Work request: Up to and including the line with "pub struct RunSummary", please reproduce the lines below exactly, beginning with the first.

== Segment start ==

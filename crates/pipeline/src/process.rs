//! Chunked enrichment of a whole log.

use crate::error::{ErrorKind, Result};
use crate::io::{PartialOutput, RunOutcome, csv_reader, csv_writer, open_input, skip_output};
use crate::record::RawRecord;
use crate::transform::{TransformStats, Transformer};
use ecs_compress::Compression;
use ecs_geo::{CacheStats, GeoDatabase};
use exn::ResultExt;
use std::io::Write;
use std::path::Path;
use tracing::instrument;

/// What one enrichment run did.
#[derive(Debug, Clone, Default, PartialEq)]
pub struct RunSummary {
    pub rows: u64,
    pub batches: u64,
    pub input_compression: Compression,
    pub output_compression: Compression,
    /// Row-level degradations of this run only.
    pub transform: TransformStats,
    /// Cache counters since the transformer was created; caches outlive runs.
    pub locations: CacheStats,
    pub distances: CacheStats,
}

/// Enrich `input` into `output`, `chunk_rows` rows at a time.
///
/// The output is a strict positional transform of the input: same rows,
/// same order, one output row per input row. Each batch is compressed as a
/// separate member (format chosen by the output's extension) and appended
/// with a single write.
///
/// An existing `output` is left untouched unless `truncate` is set, and even
/// then it is only replaced once the run has completed. A failed run leaves
/// no trace, so an existing output is always complete.
///
/// # Errors
/// - [`ErrorKind::Input`] if the input can't be opened or read to the end
/// - [`ErrorKind::Compression`] if the input is corrupt compressed data
/// - [`ErrorKind::Output`] if the output can't be written or moved into place
#[instrument(skip_all, fields(input = %input.display(), output = %output.display(), chunk_rows = chunk_rows))]
pub fn run<D: GeoDatabase>(
    transformer: &mut Transformer<D>,
    input: &Path,
    output: &Path,
    chunk_rows: usize,
    truncate: bool,
) -> Result<RunOutcome<RunSummary>> {
    if skip_output(output, truncate)? {
        return Ok(RunOutcome::Skipped(output.to_path_buf()));
    }
    let (input_compression, reader) = open_input(input)?;
    let mut partial = PartialOutput::create(output)?;
    let output_compression = Compression::from_path(output);
    let generation = transformer.generation();
    let chunk_rows = chunk_rows.max(1);
    let before = transformer.stats();

    let mut summary = RunSummary {
        input_compression,
        output_compression,
        ..RunSummary::default()
    };
    let mut records = csv_reader(reader).into_records();
    loop {
        let mut writer = csv_writer(output_compression.encoder(Vec::new()));
        let mut rows = 0u64;
        for record in records.by_ref().take(chunk_rows) {
            let record = record.or_raise(|| ErrorKind::Input(input.to_path_buf()))?;
            let enriched = transformer.transform(RawRecord::from_record(&record));
            for field in enriched.fields(generation) {
                writer.write_field(field.as_bytes()).or_raise(|| ErrorKind::Csv)?;
            }
            writer.write_record(None::<&[u8]>).or_raise(|| ErrorKind::Csv)?;
            rows += 1;
        }
        if rows == 0 {
            break;
        }

        let encoder = writer.into_inner().map_err(|e| e.into_error()).or_raise(|| ErrorKind::Csv)?;
        let batch = encoder.finish().map_err(ErrorKind::compression)?;
        partial.write_all(&batch).or_raise(|| ErrorKind::Output(partial.target().to_path_buf()))?;

        summary.rows += rows;
        summary.batches += 1;
        tracing::info!(batch = summary.batches - 1, rows, total_rows = summary.rows, "batch completed");

        if rows < chunk_rows as u64 {
            break;
        }
    }
    let output = partial.commit()?;

    summary.transform = transformer.stats() - before;
    summary.locations = transformer.resolver().stats();
    summary.distances = transformer.distances().stats();
    tracing::info!(
        output = %output.display(),
        rows = summary.rows,
        batches = summary.batches,
        malformed_subnets = summary.transform.malformed_subnets,
        skipped_ips = summary.transform.skipped_ips,
        location_cache = %summary.locations,
        distance_cache = %summary.distances,
        "enrichment completed",
    );
    Ok(RunOutcome::Completed(summary))
}

#[cfg(test)]
mod tests {
    use super::*;
    use crate::read_enriched;
    use crate::schema::Generation;
    use crate::transform::TransformOptions;
    use ecs_geo::LocationInfo;
    use ecs_geo::database::MockDatabase;
    use rstest::{fixture, rstest};
    use std::fs;
    use std::path::PathBuf;
    use tempfile::TempDir;

    const PROBE_ROW: &str = "2024-01-20T01:00:00;example.com;8.8.8.8;1.2.3.0/24;;;9.9.9.9,8.8.4.4";

    fn location(latitude: f64, longitude: f64, country: &str, radius: u16, continent: &str) -> LocationInfo {
        LocationInfo {
            latitude: Some(latitude),
            longitude: Some(longitude),
            country_code: Some(country.to_string()),
            accuracy_radius_km: Some(radius),
            continent_code: Some(continent.to_string()),
        }
    }

    #[fixture]
    fn transformer() -> Transformer<MockDatabase> {
        let database = MockDatabase::new()
            .with_location("1.2.3.0", location(50.0, 10.0, "DE", 50, "EU"))
            .with_location("9.9.9.9", location(40.0, -75.0, "US", 100, "NA"));
        Transformer::new(database, TransformOptions { generation: Generation::V1, compute_distance: true })
    }

    /// Numbered raw rows, some without answers and one with a broken subnet.
    fn raw_log(rows: usize) -> String {
        (0..rows)
            .map(|i| match i % 3 {
                0 => format!("2024-01-20T01:00:{i:02};domain{i}.example;8.8.8.8;1.2.3.0/24;;;9.9.9.9,8.8.4.4\n"),
                1 => format!("2024-01-20T01:00:{i:02};domain{i}.example;8.8.8.8;5.6.7.0/24;5.6.7.0/24;24.0;\n"),
                _ => format!("2024-01-20T01:00:{i:02};domain{i}.example;8.8.8.8;garbage;;;9.9.9.9\n"),
            })
            .collect()
    }

    fn write_input(dir: &TempDir, name: &str, content: &str, compression: Compression) -> PathBuf {
        let path = dir.path().join(name);
        fs::write(&path, compression.compress(content.as_bytes()).unwrap()).unwrap();
        path
    }

    fn decompressed(path: &Path) -> String {
        let bytes = fs::read(path).unwrap();
        let format = Compression::from_magic_bytes(&bytes);
        String::from_utf8(format.decompress(&bytes).unwrap()).unwrap()
    }

    #[rstest]
    fn enriches_probe_row(mut transformer: Transformer<MockDatabase>) {
        let dir = tempfile::tempdir().unwrap();
        let input = write_input(&dir, "scan.csv.gz", &format!("{PROBE_ROW}\n"), Compression::Gzip);
        let output = dir.path().join("enriched.csv.gz");

        let outcome = run(&mut transformer, &input, &output, 10, false).unwrap();
        assert_eq!(outcome.summary().map(|s| s.rows), Some(1));

        let text = decompressed(&output);
        assert!(text.starts_with(
            "2024-01-20T01:00:00;example.com;8.8.8.8;1.2.3.0;24;(50.0, 10.0, 'DE', 50, 'EU');;;9.9.9.9,8.8.4.4;\
             [(40.0, -75.0, 'US', 100, 'NA'), (None, None, None, None, None)];6425.78"
        ), "{text}");
        assert!(text.ends_with('\n'));
        assert_eq!(text.lines().count(), 1);
    }

    #[rstest]
    #[case::exact_multiple(9, 3, 3)]
    #[case::short_last_batch(10, 3, 4)]
    #[case::single_batch(10, 100, 1)]
    #[case::one_row_batches(4, 1, 4)]
    fn preserves_rows_and_order(
        mut transformer: Transformer<MockDatabase>,
        #[case] rows: usize,
        #[case] chunk_rows: usize,
        #[case] batches: u64,
    ) {
        let dir = tempfile::tempdir().unwrap();
        let input = write_input(&dir, "scan.csv", &raw_log(rows), Compression::None);
        let output = dir.path().join("enriched.csv.gz");

        let summary = run(&mut transformer, &input, &output, chunk_rows, false).unwrap();
        let summary = summary.summary().unwrap();
        assert_eq!(summary.rows, rows as u64);
        assert_eq!(summary.batches, batches);
        assert_eq!(summary.input_compression, Compression::None);
        assert_eq!(summary.output_compression, Compression::Gzip);

        let records: Vec<_> = read_enriched(&output, Generation::V1).unwrap().map(|r| r.unwrap()).collect();
        assert_eq!(records.len(), rows);
        for (i, record) in records.iter().enumerate() {
            assert_eq!(record.domain, format!("domain{i}.example"));
        }
        assert_eq!(records[1].returned_ip_locations, None);
        assert_eq!(records[1].returned_scope, Some(24));
    }

    #[rstest]
    #[case::single_batch(6, 10, 1)]
    #[case::short_last_batch(7, 3, 3)]
    fn generation_two_output_reads_back(#[case] rows: usize, #[case] chunk_rows: usize, #[case] batches: u64) {
        let database = MockDatabase::new()
            .with_location("1.2.3.0", location(50.0, 10.0, "DE", 50, "EU"))
            .with_as_name("8.8.8.8", "GOOGLE");
        let mut transformer = Transformer::new(database, TransformOptions::default());
        let dir = tempfile::tempdir().unwrap();
        let input = write_input(&dir, "scan.csv", &raw_log(rows), Compression::None);
        let output = dir.path().join("enriched.csv.bz2");

        let outcome = run(&mut transformer, &input, &output, chunk_rows, false).unwrap();
        assert_eq!(outcome.summary().map(|s| (s.rows, s.batches)), Some((rows as u64, batches)));

        let text = decompressed(&output);
        for line in text.lines() {
            let fields: Vec<_> = line.split(';').collect();
            assert_eq!(fields.len(), Generation::V2.columns().len());
            assert_eq!(fields[3], "GOOGLE");
        }

        let records: Vec<_> = read_enriched(&output, Generation::V2).unwrap().map(|r| r.unwrap()).collect();
        assert_eq!(records.len(), rows);
        for (i, record) in records.iter().enumerate() {
            assert_eq!(record.domain, format!("domain{i}.example"));
            assert_eq!(record.ns_as.as_deref(), Some("GOOGLE"));
        }
        assert_eq!(records[0].subnet_location.as_ref().and_then(|l| l.country_code.as_deref()), Some("DE"));
        assert_eq!(records[0].average_distance_km, None);
    }

    #[rstest]
    fn counts_row_level_problems(mut transformer: Transformer<MockDatabase>) {
        let dir = tempfile::tempdir().unwrap();
        let input = write_input(&dir, "scan.csv.bz2", &raw_log(6), Compression::Bzip2);
        let output = dir.path().join("enriched.csv");

        let outcome = run(&mut transformer, &input, &output, 4, false).unwrap();
        let summary = outcome.summary().unwrap();
        assert_eq!(summary.input_compression, Compression::Bzip2);
        assert_eq!(summary.output_compression, Compression::None);
        assert_eq!(summary.transform.malformed_subnets, 2);
        assert_eq!(summary.transform.rows, 6);
        assert!(summary.locations.hits > 0);
        assert_eq!(fs::read_to_string(&output).unwrap().lines().count(), 6);
    }

    #[rstest]
    fn existing_output_is_not_touched(mut transformer: Transformer<MockDatabase>) {
        let dir = tempfile::tempdir().unwrap();
        let input = write_input(&dir, "scan.csv", &raw_log(5), Compression::None);
        let output = dir.path().join("enriched.csv.gz");

        assert!(!run(&mut transformer, &input, &output, 2, false).unwrap().is_skipped());
        let first = fs::read(&output).unwrap();
        let queries = transformer.resolver().database().queries();

        let again = run(&mut transformer, &input, &output, 2, false).unwrap();
        assert_eq!(again, RunOutcome::Skipped(output.clone()));
        assert_eq!(fs::read(&output).unwrap(), first);
        assert_eq!(transformer.resolver().database().queries(), queries);
    }

    #[rstest]
    fn truncate_rewrites_output(mut transformer: Transformer<MockDatabase>) {
        let dir = tempfile::tempdir().unwrap();
        let input = write_input(&dir, "scan.csv", &raw_log(3), Compression::None);
        let output = dir.path().join("enriched.csv");
        fs::write(&output, "stale\n").unwrap();

        let outcome = run(&mut transformer, &input, &output, 2, true).unwrap();
        assert_eq!(outcome.summary().map(|s| s.rows), Some(3));
        let text = fs::read_to_string(&output).unwrap();
        assert!(!text.contains("stale"));
        assert_eq!(text.lines().count(), 3);
    }

    #[rstest]
    fn interrupted_run_is_redone(mut transformer: Transformer<MockDatabase>) {
        let dir = tempfile::tempdir().unwrap();
        let input = write_input(&dir, "scan.csv", &raw_log(3), Compression::None);
        let output = dir.path().join("enriched.csv");
        fs::write(dir.path().join("enriched.csv.partial"), "half\n").unwrap();

        let outcome = run(&mut transformer, &input, &output, 2, false).unwrap();
        assert_eq!(outcome.summary().map(|s| s.rows), Some(3));
        assert!(!dir.path().join("enriched.csv.partial").exists());
    }

    #[rstest]
    fn empty_input_gives_empty_output(mut transformer: Transformer<MockDatabase>) {
        let dir = tempfile::tempdir().unwrap();
        let input = write_input(&dir, "scan.csv", "", Compression::None);
        let output = dir.path().join("enriched.csv.gz");

        let outcome = run(&mut transformer, &input, &output, 2, false).unwrap();
        assert_eq!(outcome.summary().map(|s| (s.rows, s.batches)), Some((0, 0)));
        assert_eq!(fs::read(&output).unwrap().len(), 0);
    }

    #[rstest]
    fn missing_input_leaves_no_output(mut transformer: Transformer<MockDatabase>) {
        let dir = tempfile::tempdir().unwrap();
        let output = dir.path().join("enriched.csv.gz");

        let err = run(&mut transformer, &dir.path().join("absent.csv"), &output, 2, false).unwrap_err();
        assert!(matches!(&*err, ErrorKind::Input(_)));
        assert!(!output.exists());
        assert!(!dir.path().join("enriched.csv.gz.partial").exists());
    }

    #[rstest]
    fn missing_input_keeps_previous_output(mut transformer: Transformer<MockDatabase>) {
        let dir = tempfile::tempdir().unwrap();
        let output = dir.path().join("enriched.csv");
        fs::write(&output, "complete\n").unwrap();

        let err = run(&mut transformer, &dir.path().join("absent.csv"), &output, 2, true).unwrap_err();
        assert!(matches!(&*err, ErrorKind::Input(_)));
        assert_eq!(fs::read_to_string(&output).unwrap(), "complete\n");
        assert!(!dir.path().join("enriched.csv.partial").exists());
    }

    #[rstest]
    fn corrupt_input_leaves_no_output(mut transformer: Transformer<MockDatabase>) {
        let dir = tempfile::tempdir().unwrap();
        let mut compressed = Compression::Gzip.compress(raw_log(50).as_bytes()).unwrap();
        compressed.truncate(compressed.len() / 2);
        let input = dir.path().join("scan.csv.gz");
        fs::write(&input, compressed).unwrap();
        let output = dir.path().join("enriched.csv.gz");

        assert!(run(&mut transformer, &input, &output, 10, false).is_err());
        assert!(!output.exists());
        assert!(!dir.path().join("enriched.csv.gz.partial").exists());
    }
}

== Segment end ==

The completed task:
filename crates/pipeline/src/process.rs
//! Chunked enrichment of a whole log.

use crate::error::{ErrorKind, Result};
use crate::io::{PartialOutput, RunOutcome, csv_reader, csv_writer, open_input, skip_output};
use crate::record::RawRecord;
use crate::transform::{TransformStats, Transformer};
use ecs_compress::Compression;
use ecs_geo::{CacheStats, GeoDatabase};
use exn::ResultExt;
use std::io::Write;
use std::path::Path;
use tracing::instrument;

/// What one enrichment run did.
#[derive(Debug, Clone, Default, PartialEq)]
pub struct RunSummary {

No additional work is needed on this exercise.